Recently, the news of beans being preserved with sniper came into public knowledge in the country. The chemicals are applied to crops during planting and post-harvest to preserve them before they reach consumers.
In an online video that went viral, some food vendors were seen spraying the chemical on beans which is detrimental to human health.
It is on record that families have been wiped out as a result of consuming contaminated food items in the country. It is also a known fact that these contaminated foods lead to diseases and premature deaths.
In August 2017, five members of a family died in Okija, Anambra State, after they consumed rice suspected to have been poisoned. Also, a recent case, on November 11 in Ilorin, Kwara State, four members of a family were found dead after a meal of Amala while four others who ate the same meal were hospitalized.
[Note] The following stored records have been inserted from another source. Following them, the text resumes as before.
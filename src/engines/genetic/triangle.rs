use crate::config::GeneticConfig;
use crate::engines::exhaustive::exhaustive_all;
use crate::engines::genetic::{
    chromosome::{to_steps, Chromosome},
    engine::{FitnessFunction, GeneticEngine},
    progress::LogProgressCallback,
};
use crate::engines::indexing::{check_shape, level_offsets, path_count, path_sum};
use crate::error::{precondition, Result};
use crate::types::Solution;

/// Path sum over the theoretical maximum, so a feasible `max_sum` scores 1.
pub struct PathFitness<'a> {
    triangle: &'a [u32],
    prev_counts: Vec<usize>,
    max_sum: f64,
}

impl<'a> PathFitness<'a> {
    pub fn new(num_levels: usize, max_sum: u64, triangle: &'a [u32]) -> Result<Self> {
        check_shape(num_levels, triangle)?;
        if max_sum == 0 {
            return precondition("maximum sum must be positive to normalise fitness");
        }

        Ok(Self {
            triangle,
            prev_counts: level_offsets(num_levels).0,
            max_sum: max_sum as f64,
        })
    }

    pub fn path_sum(&self, chromosome: &[bool]) -> u64 {
        path_sum(chromosome.iter().copied(), &self.prev_counts, self.triangle)
    }
}

impl FitnessFunction for PathFitness<'_> {
    fn evaluate(&self, population: &[Chromosome]) -> Vec<f64> {
        population
            .iter()
            .map(|chromosome| self.path_sum(chromosome) as f64 / self.max_sum)
            .collect()
    }
}

/// Largest even population strictly below the number of paths, `None` when
/// the path count does not fit in 64 bits.
pub fn population_limit(num_levels: usize) -> Option<usize> {
    path_count(num_levels)
        .map(|paths| usize::try_from(paths.saturating_sub(2)).unwrap_or(usize::MAX - 1))
}

/// Genetic search for the best path.
///
/// The population must be smaller than the number of paths. A single-level
/// triangle has no valid population at all (two paths, even size below two),
/// so its two paths are compared directly.
pub fn evolutionary(
    num_levels: usize,
    max_sum: u64,
    triangle: &[u32],
    config: &GeneticConfig,
) -> Result<Solution> {
    let fitness = PathFitness::new(num_levels, max_sum, triangle)?;

    if num_levels == 1 {
        log::debug!("Single level triangle, comparing both paths directly");
        return exhaustive_all(num_levels, max_sum, triangle);
    }

    if let Some(paths) = path_count(num_levels) {
        if config.population_size as u64 >= paths {
            return precondition(format!(
                "population size {} must be below the {} paths of a {} level triangle",
                config.population_size, paths, num_levels
            ));
        }
    }

    let mut engine = GeneticEngine::new(config.clone())?;
    let outcome = engine.run(&fitness, num_levels, LogProgressCallback::default())?;

    log::info!(
        "Genetic search finished after {} generations with fitness {:.4}",
        outcome.generations,
        outcome.score
    );

    Ok(Solution::new(fitness.path_sum(&outcome.chromosome), to_steps(&outcome.chromosome)))
}
//! # Router Service Binary
//!
//! The lifecycle controller around `router-core`'s routing engine: loads
//! and validates configuration, builds one circuit breaker and one
//! runtime health state per configured backend, runs the startup health
//! probe synchronously, starts the periodic background prober, serves
//! the metrics HTTP listener, and drains in-flight work on shutdown.
//!
//! ## Usage
//!
//! ```bash
//! router-service --config router.toml
//! router-service --config router.toml --host 0.0.0.0 --port 9090
//! router-service --log-level debug
//! ```
//!
//! ## Command Line Arguments
//!
//! Each flag also reads from an environment variable when unset, for the
//! handful of knobs that matter at deployment time rather than at invocation
//! time:
//!
//! - `--config, -c` / `ROUTER_CONFIG`: Path to the router's TOML configuration file (default: `router.toml`)
//! - `--port, -p` / `ROUTER_PORT`: Metrics listener port (default: 9090)
//! - `--host` / `ROUTER_HOST`: Metrics listener bind address (default: 127.0.0.1)
//! - `--log-level` / `ROUTER_LOG_LEVEL`: Logging level (default: info)

mod server;

use clap::Parser;
use router_core::backend::BackendState;
use router_core::config::{AliasResolver, RouterConfig};
use router_core::health::HealthProber;
use router_core::registry::CircuitBreakerRegistry;
use router_core::router::FallbackRouter;
use std::collections::HashMap;
use std::net::SocketAddr;
use std::sync::Arc;
use std::time::Duration;
use tokio::sync::watch;

/// The grace period given to in-flight work after a shutdown signal
/// before the process exits unconditionally.
const SHUTDOWN_GRACE_PERIOD: Duration = Duration::from_secs(15);

#[derive(Parser)]
#[command(author, version, about, long_about = None)]
struct Args {
    /// Path to the router's TOML configuration file.
    #[arg(short, long, env = "ROUTER_CONFIG", default_value = "router.toml")]
    config: String,

    /// Port the metrics HTTP listener binds to.
    #[arg(short, long, env = "ROUTER_PORT", default_value_t = 9090)]
    port: u16,

    /// Address the metrics HTTP listener binds to.
    #[arg(long, env = "ROUTER_HOST", default_value = "127.0.0.1")]
    host: String,

    /// Logging level (trace, debug, info, warn, error).
    #[arg(long, env = "ROUTER_LOG_LEVEL", default_value = "info")]
    log_level: String,
}

#[tokio::main]
async fn main() -> anyhow::Result<()> {
    let args = Args::parse();

    tracing_subscriber::fmt().with_env_filter(args.log_level.as_str()).init();

    // Configuration errors are fatal at startup; the process must refuse
    // to run on an invalid or unresolvable routing policy.
    let config = RouterConfig::load(&args.config)?;
    tracing::info!(config = %args.config, backends = config.backends.len(), "loaded router configuration");

    let aliases = AliasResolver::build(&config.backends)?;

    let mut backend_states = HashMap::new();
    let breaker_registry = Arc::new(CircuitBreakerRegistry::new());
    for backend_config in &config.backends {
        let state = Arc::new(BackendState::new(backend_config.clone()));
        backend_states.insert(backend_config.id.clone(), state);
        breaker_registry
            .get_or_create(&format!("backend_{}", backend_config.id), config.breaker.clone())
            .await;
    }

    let prober = Arc::new(HealthProber::new(
        backend_states.values().cloned().collect(),
        config.health.clone(),
        router_core::metrics::global(),
    ));

    // Synchronous startup round so the first requests after boot have
    // real health signal rather than the startup-pessimistic default.
    prober.check_all().await;

    let (shutdown_tx, shutdown_rx) = watch::channel(false);
    let health_task = {
        let prober = prober.clone();
        tokio::spawn(async move {
            // `run` performs its own startup round; harmless repeat of
            // the one just above, then falls into the periodic loop.
            prober.run(shutdown_rx).await;
        })
    };

    // Fully wired for the process's lifetime even though this binary's
    // own HTTP surface is ops-only (§1 non-goal: no chat/completions
    // endpoint here) — whatever embeds this crate drives `generate`
    // through the library call directly.
    let _router = Arc::new(FallbackRouter::new(
        backend_states,
        aliases,
        config.routing.clone(),
        config.classifier.clone(),
        config.retry.clone(),
        breaker_registry.clone(),
        config.breaker.clone(),
        router_core::metrics::global(),
    ));

    let state = server::AppState {
        metrics: router_core::metrics::global(),
        breakers: breaker_registry,
    };
    let app = server::create_server(state);

    let addr = SocketAddr::new(args.host.parse()?, args.port);
    tracing::info!(%addr, "starting metrics listener");
    let listener = tokio::net::TcpListener::bind(addr).await?;

    axum::serve(listener, app)
        .with_graceful_shutdown(shutdown_signal(shutdown_tx))
        .await?;

    tracing::info!(grace_period_secs = SHUTDOWN_GRACE_PERIOD.as_secs(), "draining in-flight work");
    tokio::time::sleep(SHUTDOWN_GRACE_PERIOD).await;
    health_task.await.ok();

    Ok(())
}

async fn shutdown_signal(shutdown_tx: watch::Sender<bool>) {
    tokio::signal::ctrl_c().await.expect("failed to install ctrl-c handler");
    tracing::info!("shutdown signal received");
    let _ = shutdown_tx.send(true);
}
It is however sad that imported food items are not left out.
Frozen poultry products like beef and fish, are reportedly preserved with chemicals like formaldehyde by smugglers. Formaldehyde is a cancer-causing substance which could cause liver, kidney and heart failures.
While comparing countries, the European Union is always at alert about the food items its citizens consume, whether produced there or imported.
The EU in 2015 barred forty two food items that came from Nigeria. Also in 2016, twenty five food items were rejected. The officials said they discovered glass fragments, rodent excreta, and dead insects and high levels of unhealthy chemicals in them.
In 2000, Nigeria banned the importation of frozen poultry products. It is unfortunate that the ban is not effective as these products are still being sold to consumers.
Reacting on the issue, in an interview with newsmen in Otukpo, Benue State, the Minister of Agriculture and Rural Development, Chief Audu Ogbeh, expressed displeasure at the use of chemicals for food preservation and fruit ripening.
Unfortunately, the National Agency for Food and Drug, Administration and Control, NAFDAC, the agency saddled with the responsibility of sanitizing both local and imported foods has not been doing enough to eradicate the use of chemicals as food preservatives, stakeholders should be more pro-active against the harmful practice.
There is the need to revive the extension services departments that will communicate with farmers on how to apply fertilizers and pesticides.
NAFDAC needs to be effectively equipped to be able to discharge its responsibility of protecting public health.
Nigerian Customs Service, NCS, should prevent smugglers from infiltrating the country with these products and those that are arrested should be made to face the wrath of the law.
State governments should have inspectors to test food samples from the markets in their domains so as to spot items that are contaminated and prevent the citizens from consuming poisonous food.